Para algunos, el desarrollo de un país se sustenta en su dotación de recursos naturales. Otros privilegian la capacidad de construir una economía robusta. Si bien ambas condiciones son fundamentales, es cada vez más aceptado que todo inicia en el reino de las ideas. El desarrollo es, en esencia, una cuestión de ideas.
A diferencia de lo que sucede en Costa Rica, países como Corea del Sur, Singapur, Islandia y Escocia han logrado revisar y adoptar nuevas ideas que potencian su desarrollo y permiten la consecución de metas ambiciosas en beneficio de importantes mayorías. Para ilustrar el estancamiento ideológico que carcome nuestro país desde hace algunas décadas, me referiré a la discusión sobre el uso de energía solar para el autoconsumo y la generación distribuida.
Mi argumento es que la clase gobernante (en un sentido amplio del término) y los responsables de la política energética siguen atados a un paradigma ideológico que atenta contra los principios más básicos de eficiencia, oportunidad y sentido común. Pero, sobre todo, que carecen de ambición, como motor de cambio y desarrollo.
Desde hace muchos años, Costa Rica no define una meta que la distinga a escala internacional. No me refiero a las metas, ya de por sí obligatorias, que buscan cerrar brechas estructurales, como reducir la pobreza o la mortalidad infantil, por ejemplo. Hablo de metas que sirvan para crear nuevas instituciones y avanzar a estadios superiores de desarrollo. Vivimos de las decisiones que adoptaron nuestros gobernantes más de 60 años atrás.

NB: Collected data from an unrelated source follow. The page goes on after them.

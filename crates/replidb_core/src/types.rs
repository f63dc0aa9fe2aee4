//! Core type definitions for ReplIDB.

use crate::error::{CoreError, CoreResult};
use std::fmt;

/// Collection that holds index specifications in the legacy catalog layout.
pub const INDEXES_COLLECTION: &str = "system.indexes";

/// Unique identifier for a transaction.
///
/// Transaction IDs are monotonically increasing and never reused.
#[derive(Debug, Clone, Copy, PartialEq, Eq, PartialOrd, Ord, Hash)]
pub struct TransactionId(pub u64);

impl TransactionId {
    /// Creates a new transaction ID.
    #[must_use]
    pub const fn new(id: u64) -> Self {
        Self(id)
    }

    /// Returns the raw ID value.
    #[must_use]
    pub const fn as_u64(self) -> u64 {
        self.0
    }
}

impl fmt::Display for TransactionId {
    fn fmt(&self, f: &mut fmt::Formatter<'_>) -> fmt::Result {
        write!(f, "txn:{}", self.0)
    }
}

/// A `database.collection` pair.
#[derive(Debug, Clone, PartialEq, Eq, PartialOrd, Ord, Hash)]
pub struct Namespace {
    /// Database name.
    pub database: String,
    /// Collection name (may itself contain dots).
    pub collection: String,
}

impl Namespace {
    /// Creates a namespace from its parts.
    pub fn new(database: impl Into<String>, collection: impl Into<String>) -> Self {
        Self {
            database: database.into(),
            collection: collection.into(),
        }
    }

    /// Parses `db.collection`, splitting at the first dot.
    ///
    /// # Errors
    ///
    /// Fails if either part is empty or there is no dot.
    pub fn parse(namespace: &str) -> CoreResult<Self> {
        match namespace.split_once('.') {
            Some((db, coll)) if !db.is_empty() && !coll.is_empty() => Ok(Self::new(db, coll)),
            _ => Err(CoreError::invalid_namespace(namespace)),
        }
    }

    /// Returns true if this is the reserved index-metadata collection.
    pub fn is_indexes_collection(&self) -> bool {
        is_indexes_collection(&self.collection)
    }
}

impl fmt::Display for Namespace {
    fn fmt(&self, f: &mut fmt::Formatter<'_>) -> fmt::Result {
        write!(f, "{}.{}", self.database, self.collection)
    }
}

/// Returns true if the collection name is the reserved index-metadata
/// collection.
pub fn is_indexes_collection(collection: &str) -> bool {
    collection == INDEXES_COLLECTION
}

#[cfg(test)]
mod tests {
    use super::*;

    #[test]
    fn parse_splits_at_first_dot() {
        let ns = Namespace::parse("shop.orders.archive").unwrap();
        assert_eq!(ns.database, "shop");
        assert_eq!(ns.collection, "orders.archive");
        assert_eq!(ns.to_string(), "shop.orders.archive");
    }

    #[test]
    fn parse_rejects_malformed() {
        assert!(Namespace::parse("nodot").is_err());
        assert!(Namespace::parse(".coll").is_err());
        assert!(Namespace::parse("db.").is_err());
    }

    #[test]
    fn indexes_collection() {
        assert!(Namespace::new("db", "system.indexes").is_indexes_collection());
        assert!(!Namespace::new("db", "indexes").is_indexes_collection());
    }

    #[test]
    fn transaction_id_display() {
        assert_eq!(TransactionId::new(7).to_string(), "txn:7");
        assert_eq!(TransactionId::new(7).as_u64(), 7);
    }
}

Incluso la meta de carbono neutralidad al año 2021 no fue una idea original ni ambiciosa. Nueva Zelanda, Noruega, Australia e Inglaterra, entre otros, ya implementaban políticas en esa dirección años antes que nosotros, y ya están cerca de alcanzar objetivos mucho más ambiciosos. Esto no reduce la bondad de la idea. Mi punto es que evidencia nuestra falta de creatividad y ambición como país, y que ahí radica, en buena medida, la razón de nuestro subdesarrollo.
Lo que logramos como país en la década del 40 fue tan exitoso que parece que nadie quiere aspirar a superarlo. La hidroelectricidad como piedra angular de nuestra política energética es un claro ejemplo de este paradigma ideológico. En el contexto de cambio climático en el que vivimos, seguir invirtiendo la mayor parte de nuestros esfuerzos y recursos públicos en hidroelectricidad y otras fuentes de energía contaminantes es ambientalmente contraproducente, ética y políticamente irresponsable, y económicamente ineficiente.

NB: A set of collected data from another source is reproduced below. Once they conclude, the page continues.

impl<F: OplogFetcher> SyncFetcher<F> {
    /// Creates a fetch loop with the default configuration.
    pub fn new(view: Arc<dyn SyncServiceView>, fetcher: F) -> Self {
        let config = ReplConfig::default();
        Self {
            name: config.service_name,
            view,
            fetcher,
            token: CancellationToken::new(),
            idle_backoff: config.idle_backoff,
            stats: Arc::new(RwLock::new(FetcherStats::default())),
            pending: VecDeque::new(),
            pending_ready_for_more: true,
        }
    }

    /// Applies the name and idle backoff of `config`.
    pub fn with_config(mut self, config: &ReplConfig) -> Self {
        self.name = config.service_name.clone();
        self.idle_backoff = config.idle_backoff;
        self
    }

    /// Uses `token` as the stop signal.
    pub fn with_token(mut self, token: CancellationToken) -> Self {
        self.token = token;
        self
    }

    /// Returns a clone of the stop signal.
    pub fn token(&self) -> CancellationToken {
        self.token.clone()
    }

    /// Returns a snapshot of the counters.
    pub fn stats(&self) -> FetcherStats {
        self.stats.read().clone()
    }

    /// Runs the loop on the current thread until it ends, then notifies
    /// the view.
    pub fn run(mut self) -> FetcherOutcome {
        info!(fetcher = %self.name, "fetcher started");
        let outcome = self.fetch_loop();
        match &outcome {
            FetcherOutcome::RolledBack(cause) => {
                debug!(fetcher = %self.name, cause = %cause, "requesting rollback");
                self.view.rollback(cause.clone());
            }
            FetcherOutcome::Finished(reason) => {
                info!(fetcher = %self.name, reason = %reason, "fetch finished");
                self.view.fetch_finished(*reason);
            }
            FetcherOutcome::Aborted(err) => {
                info!(fetcher = %self.name, error = %err, "fetcher stopped by self request");
                self.view.fetch_aborted(err.clone());
            }
        }
        info!(fetcher = %self.name, "fetcher stopped");
        outcome
    }

    fn fetch_loop(&mut self) -> FetcherOutcome {
        loop {
            if self.token.is_cancelled() {
                return FetcherOutcome::Finished(FinishReason::StopRequested);
            }
            match panic::catch_unwind(AssertUnwindSafe(|| self.iterate())) {
                Ok(Ok(Step::Continue)) => {}
                Ok(Ok(Step::Exhausted)) => {
                    return FetcherOutcome::Finished(FinishReason::OplogExhausted)
                }
                Ok(Err(ReplicationError::Interrupted)) => {
                    info!(fetcher = %self.name, "restarting fetch process");
                }
                Ok(Err(ReplicationError::Retry { reason })) => {
                    info!(fetcher = %self.name, reason = %reason, "retrying fetch iteration");
                    self.stats.write().retries += 1;
                }
                Ok(Err(ReplicationError::Rollback(cause))) => {
                    return FetcherOutcome::RolledBack(cause)
                }
                Ok(Err(err @ ReplicationError::Stop { .. })) => {
                    return FetcherOutcome::Aborted(err)
                }
                Err(payload) => {
                    return FetcherOutcome::Aborted(ReplicationError::stop(format!(
                        "fetcher panicked: {}",
                        panic_message(payload.as_ref())
                    )))
                }
            }
        }
    }

    fn iterate(&mut self) -> ReplResult<Step> {
        if self.view.should_pause() {
            debug!(fetcher = %self.name, "fetcher paused");
            self.view.await_until_unpaused(&self.token)?;
            return Ok(Step::Continue);
        }

        if self.pending.is_empty() {
            self.view.await_until_all_fetched_are_applied(&self.token)?;
            let batch = self.fetcher.fetch(&self.token)?;
            if batch.is_last_one() {
                return Ok(Step::Exhausted);
            }
            self.stats.write().batches += 1;
            trace!(fetcher = %self.name, size = batch.len(), "batch fetched");
            self.pending_ready_for_more = batch.is_ready_for_more();
            self.pending.extend(batch.into_operations());
        }

        // An operation leaves `pending` only once the view accepted it, so a
        // retried iteration resumes exactly where delivery failed.
        while let Some(op) = self.pending.front() {
            self.token.check()?;
            self.view.deliver(op, &self.token)?;
            self.pending.pop_front();
            self.stats.write().operations_delivered += 1;
        }

        if !self.pending_ready_for_more {
            // Consume the flag so a retry after an interrupted sleep fetches.
            self.pending_ready_for_more = true;
            warn!(fetcher = %self.name, "there is no source to sync from");
            self.stats.write().idle_backoffs += 1;
            self.token.sleep(self.idle_backoff)?;
        }
        Ok(Step::Continue)
    }
}

impl<F: OplogFetcher + 'static> SyncFetcher<F> {
    /// Runs the loop on a dedicated thread.
    ///
    /// # Errors
    ///
    /// Returns [`ReplicationError::Stop`] if the thread cannot be spawned.
    pub fn spawn(self) -> ReplResult<FetcherHandle> {
        let token = self.token.clone();
        let stats = Arc::clone(&self.stats);
        let thread = thread::Builder::new()
            .name(format!("{}-fetcher", self.name))
            .spawn(move || self.run())
            .map_err(|e| ReplicationError::stop(format!("failed to spawn fetcher thread: {e}")))?;
        Ok(FetcherHandle {
            token,
            stats,
            thread,
        })
    }
}

/// Handle to a fetch loop running on its own thread.
pub struct FetcherHandle {
    token: CancellationToken,
    stats: Arc<RwLock<FetcherStats>>,
    thread: JoinHandle<FetcherOutcome>,
}

impl FetcherHandle {
    /// Asks the loop to stop. Blocking waits inside the loop wake up.
    pub fn stop(&self) {
        self.token.cancel();
    }

    /// Returns true once the loop thread has ended.
    pub fn is_finished(&self) -> bool {
        self.thread.is_finished()
    }

    /// Returns a snapshot of the loop's counters.
    pub fn stats(&self) -> FetcherStats {
        self.stats.read().clone()
    }

    /// Waits for the loop to end.
    ///
    /// # Errors
    ///
    /// Returns [`ReplicationError::Stop`] if the loop thread panicked
    /// outside an iteration.
    pub fn join(self) -> ReplResult<FetcherOutcome> {
        self.thread.join().map_err(|payload| {
            ReplicationError::stop(format!(
                "fetcher thread panicked: {}",
                panic_message(payload.as_ref())
            ))
        })
    }
}

pub(crate) fn panic_message(payload: &(dyn Any + Send)) -> String {
    if let Some(message) = payload.downcast_ref::<&str>() {
        (*message).to_string()
    } else if let Some(message) = payload.downcast_ref::<String>() {
        message.clone()
    } else {
        "unknown panic".to_string()
    }
}

#[cfg(test)]
mod tests {
    use super::*;
    use parking_lot::Mutex;
    use replidb_oplog::{OpTime, OplogBatch};
    use std::sync::atomic::{AtomicBool, AtomicUsize, Ordering};
    use std::time::Instant;

    #[derive(Default)]
    struct Recorder {
        delivered: Mutex<Vec<OpTime>>,
        terminal: Mutex<Vec<String>>,
        fail_deliveries: AtomicUsize,
        pause: AtomicBool,
    }

    impl SyncServiceView for Recorder {
        fn deliver(&self, op: &Operation, _token: &CancellationToken) -> ReplResult<()> {
            let remaining = self.fail_deliveries.load(Ordering::SeqCst);
            if remaining > 0 {
                self.fail_deliveries.store(remaining - 1, Ordering::SeqCst);
                return Err(ReplicationError::retry("view busy"));
            }
            self.delivered.lock().push(op.optime);
            Ok(())
        }

        fn rollback(&self, cause: RollbackCause) {
            self.terminal.lock().push(format!("rollback: {}", cause.reason));
        }

        fn await_until_unpaused(&self, token: &CancellationToken) -> ReplResult<()> {
            self.pause.store(false, Ordering::SeqCst);
            token.check()
        }

        fn should_pause(&self) -> bool {
            self.pause.load(Ordering::SeqCst)
        }

        fn await_until_all_fetched_are_applied(&self, token: &CancellationToken) -> ReplResult<()> {
            token.check()
        }

        fn fetch_finished(&self, reason: FinishReason) {
            self.terminal.lock().push(format!("finished: {reason}"));
        }

        fn fetch_aborted(&self, error: ReplicationError) {
            self.terminal.lock().push(format!("aborted: {error}"));
        }
    }

    struct Scripted(VecDeque<ReplResult<OplogBatch>>);

    impl OplogFetcher for Scripted {
        fn fetch(&mut self, _token: &CancellationToken) -> ReplResult<OplogBatch> {
            self.0.pop_front().unwrap_or_else(|| Ok(OplogBatch::last()))
        }
    }

    struct Panicking;

    impl OplogFetcher for Panicking {
        fn fetch(&mut self, _token: &CancellationToken) -> ReplResult<OplogBatch> {
            panic!("source exploded")
        }
    }

    fn batch(incs: &[u32], ready: bool) -> ReplResult<OplogBatch> {
        Ok(OplogBatch::new(
            incs.iter().map(|i| Operation::noop(OpTime::new(1, *i))).collect(),
            ready,
        ))
    }

    #[test]
    fn delivers_in_order_until_exhausted() {
        let view = Arc::new(Recorder::default());
        let fetcher = SyncFetcher::new(
            view.clone(),
            Scripted(VecDeque::from([batch(&[1, 2], true), batch(&[3], true)])),
        );
        let outcome = fetcher.run();

        assert!(outcome.is_finished());
        assert_eq!(
            *view.delivered.lock(),
            vec![OpTime::new(1, 1), OpTime::new(1, 2), OpTime::new(1, 3)]
        );
        assert_eq!(*view.terminal.lock(), vec!["finished: remote oplog finished"]);
    }

    #[test]
    fn retried_delivery_resumes_in_place() {
        let view = Arc::new(Recorder::default());
        view.fail_deliveries.store(2, Ordering::SeqCst);
        let fetcher = SyncFetcher::new(view.clone(), Scripted(VecDeque::from([batch(&[1, 2], true)])));
        let stats = Arc::clone(&fetcher.stats);
        fetcher.run();

        assert_eq!(*view.delivered.lock(), vec![OpTime::new(1, 1), OpTime::new(1, 2)]);
        let stats = stats.read().clone();
        assert_eq!(stats.retries, 2);
        assert_eq!(stats.batches, 1);
        assert_eq!(stats.operations_delivered, 2);
    }

    #[test]
    fn pause_is_honoured_before_fetching() {
        let view = Arc::new(Recorder::default());
        view.pause.store(true, Ordering::SeqCst);
        SyncFetcher::new(view.clone(), Scripted(VecDeque::from([batch(&[1], true)]))).run();
        assert!(!view.should_pause());
        assert_eq!(view.delivered.lock().len(), 1);
    }

    #[test]
    fn idle_source_backs_off() {
        let view = Arc::new(Recorder::default());
        let config = ReplConfig::default().with_idle_backoff(Duration::from_millis(30));
        let fetcher = SyncFetcher::new(
            view.clone(),
            Scripted(VecDeque::from([Ok(OplogBatch::not_ready())])),
        )
        .with_config(&config);
        let stats = Arc::clone(&fetcher.stats);

        let start = Instant::now();
        fetcher.run();
        assert!(start.elapsed() >= Duration::from_millis(30));
        assert_eq!(stats.read().idle_backoffs, 1);
    }

    #[test]
    fn fatal_error_aborts_once() {
        let view = Arc::new(Recorder::default());
        let outcome = SyncFetcher::new(
            view.clone(),
            Scripted(VecDeque::from([
                Err(ReplicationError::stop("disk on fire")),
                batch(&[1], true),
            ])),
        )
        .run();

        assert!(matches!(outcome, FetcherOutcome::Aborted(_)));
        assert!(view.delivered.lock().is_empty());
        assert_eq!(
            *view.terminal.lock(),
            vec!["aborted: replication stopped: disk on fire"]
        );
    }

    #[test]
    fn panic_becomes_abort() {
        let view = Arc::new(Recorder::default());
        let outcome = SyncFetcher::new(view.clone(), Panicking).run();
        match outcome {
            FetcherOutcome::Aborted(err) => {
                assert!(err.is_fatal());
                assert!(err.to_string().contains("source exploded"));
            }
            other => panic!("unexpected outcome: {other:?}"),
        }
        assert_eq!(view.terminal.lock().len(), 1);
    }

    #[test]
    fn rollback_ends_the_loop() {
        let view = Arc::new(Recorder::default());
        let outcome = SyncFetcher::new(
            view.clone(),
            Scripted(VecDeque::from([Err(ReplicationError::rollback(RollbackCause::new(
                "diverged", None,
            )))])),
        )
        .run();
        assert!(matches!(outcome, FetcherOutcome::RolledBack(_)));
        assert_eq!(*view.terminal.lock(), vec!["rollback: diverged"]);
    }

    #[test]
    fn stop_interrupts_a_spawned_loop() {
        let view = Arc::new(Recorder::default());
        let config = ReplConfig::new("test").with_idle_backoff(Duration::from_secs(60));
        let always_idle = Scripted((0..1000).map(|_| Ok(OplogBatch::not_ready())).collect());
        let handle = SyncFetcher::new(view.clone(), always_idle)
            .with_config(&config)
            .spawn()
            .unwrap();

        thread::sleep(Duration::from_millis(50));
        let start = Instant::now();
        handle.stop();
        let outcome = handle.join().unwrap();

        assert!(start.elapsed() < Duration::from_secs(5));
        assert!(matches!(
            outcome,
            FetcherOutcome::Finished(FinishReason::StopRequested)
        ));
        assert_eq!(*view.terminal.lock(), vec!["finished: stop requested"]);
    }
}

El crecimiento del mercado de bienes y servicios ambientales (como la energía solar, eólica, geotérmica y biomasa) abriría todo un universo de oportunidades y espacios de colaboración entre empresa privada, Gobierno y sociedad civil. Nuestras universidades públicas y colegios técnicos y científicos podrían articular programas de investigación y capacitación. La industria nacional podría reducir costos de operación y alcanzar mayores estándares de producción limpia.

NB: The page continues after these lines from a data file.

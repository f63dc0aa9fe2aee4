//! Cooperative cancellation.

use crate::error::{ReplResult, ReplicationError};
use parking_lot::{Condvar, Mutex};
use std::sync::Arc;
use std::time::{Duration, Instant};

/// Granularity at which waits on foreign conditions re-check the token.
pub(crate) const WAIT_SLICE: Duration = Duration::from_millis(20);

/// A shareable stop signal.
///
/// Every blocking call in the replication loop takes a token. Cancelling
/// wakes sleepers on the token at once; waits on other conditions notice
/// within [`WAIT_SLICE`]. Clones share state.
#[derive(Debug, Clone, Default)]
pub struct CancellationToken {
    inner: Arc<Inner>,
}

#[derive(Debug, Default)]
struct Inner {
    cancelled: Mutex<bool>,
    wake: Condvar,
}

impl CancellationToken {
    /// Creates a token that is not cancelled.
    pub fn new() -> Self {
        Self::default()
    }

    /// Cancels the token, waking every sleeper.
    pub fn cancel(&self) {
        *self.inner.cancelled.lock() = true;
        self.inner.wake.notify_all();
    }

    /// Returns true once [`cancel`](Self::cancel) was called.
    pub fn is_cancelled(&self) -> bool {
        *self.inner.cancelled.lock()
    }

    /// Fails with [`ReplicationError::Interrupted`] if cancelled.
    pub fn check(&self) -> ReplResult<()> {
        if self.is_cancelled() {
            Err(ReplicationError::Interrupted)
        } else {
            Ok(())
        }
    }

    /// Sleeps for `duration` unless cancelled first.
    ///
    /// # Errors
    ///
    /// Returns [`ReplicationError::Interrupted`] if the token is or becomes
    /// cancelled before the duration elapses.
    pub fn sleep(&self, duration: Duration) -> ReplResult<()> {
        let deadline = Instant::now() + duration;
        let mut cancelled = self.inner.cancelled.lock();
        while !*cancelled {
            if self.inner.wake.wait_until(&mut cancelled, deadline).timed_out() {
                return Ok(());
            }
        }
        Err(ReplicationError::Interrupted)
    }
}

#[cfg(test)]
mod tests {
    use super::*;
    use std::thread;

    #[test]
    fn sleep_runs_to_completion() {
        let token = CancellationToken::new();
        let start = Instant::now();
        token.sleep(Duration::from_millis(30)).unwrap();
        assert!(start.elapsed() >= Duration::from_millis(30));
    }

    #[test]
    fn cancel_wakes_sleeper() {
        let token = CancellationToken::new();
        let sleeper = token.clone();
        let start = Instant::now();
        let handle = thread::spawn(move || sleeper.sleep(Duration::from_secs(30)));

        thread::sleep(Duration::from_millis(20));
        token.cancel();

        let result = handle.join().unwrap();
        assert!(matches!(result, Err(ReplicationError::Interrupted)));
        assert!(start.elapsed() < Duration::from_secs(5));
    }

    #[test]
    fn check_after_cancel() {
        let token = CancellationToken::new();
        assert!(token.check().is_ok());
        token.clone().cancel();
        assert!(token.is_cancelled());
        assert!(token.check().is_err());
        assert!(token.sleep(Duration::from_secs(10)).is_err());
    }
}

Miles de jóvenes que hoy sufren desempleo podrían incorporarse a un mercado creciente y dinámico. Nuestro discurso a escala internacional en materia de medioambiente podría ser más consecuente con políticas efectivas a nivel nacional. La investigación, la innovación y el desarrollo de nuevas tecnologías podrían atraer la tan preciada inversión extranjera.
Contrario a todo lo anterior, autoridades gubernamentales (de ayer y hoy) siguen empeñadas en explotar nuestros ríos e importar combustibles fósiles. Un sinsentido. Pero, sobre todo, una nueva evidencia de falta de ambición y creatividad.
El diálogo nacional sobre política energética, convocado por el actual gobierno, podría haberse constituido en el espacio adecuado para revisar y redefinir las ideas en esta materia. Hay poca evidencia de que esto sea así. Hasta ahora, las señales apuntan a un reforzamiento del paradigma vigente desde la década del 40.
Esta era una oportunidad más para que la nueva administración demostrara, con hechos, la voluntad de cambio. Para ello, requiere dejar de lado el conformismo y los arreglos institucionales heredados, y asumir una actitud valiente y ambiciosa.
El autor es estudiante de doctorado en la Universidad de Nueva Gales del Sur (University of New South Wales).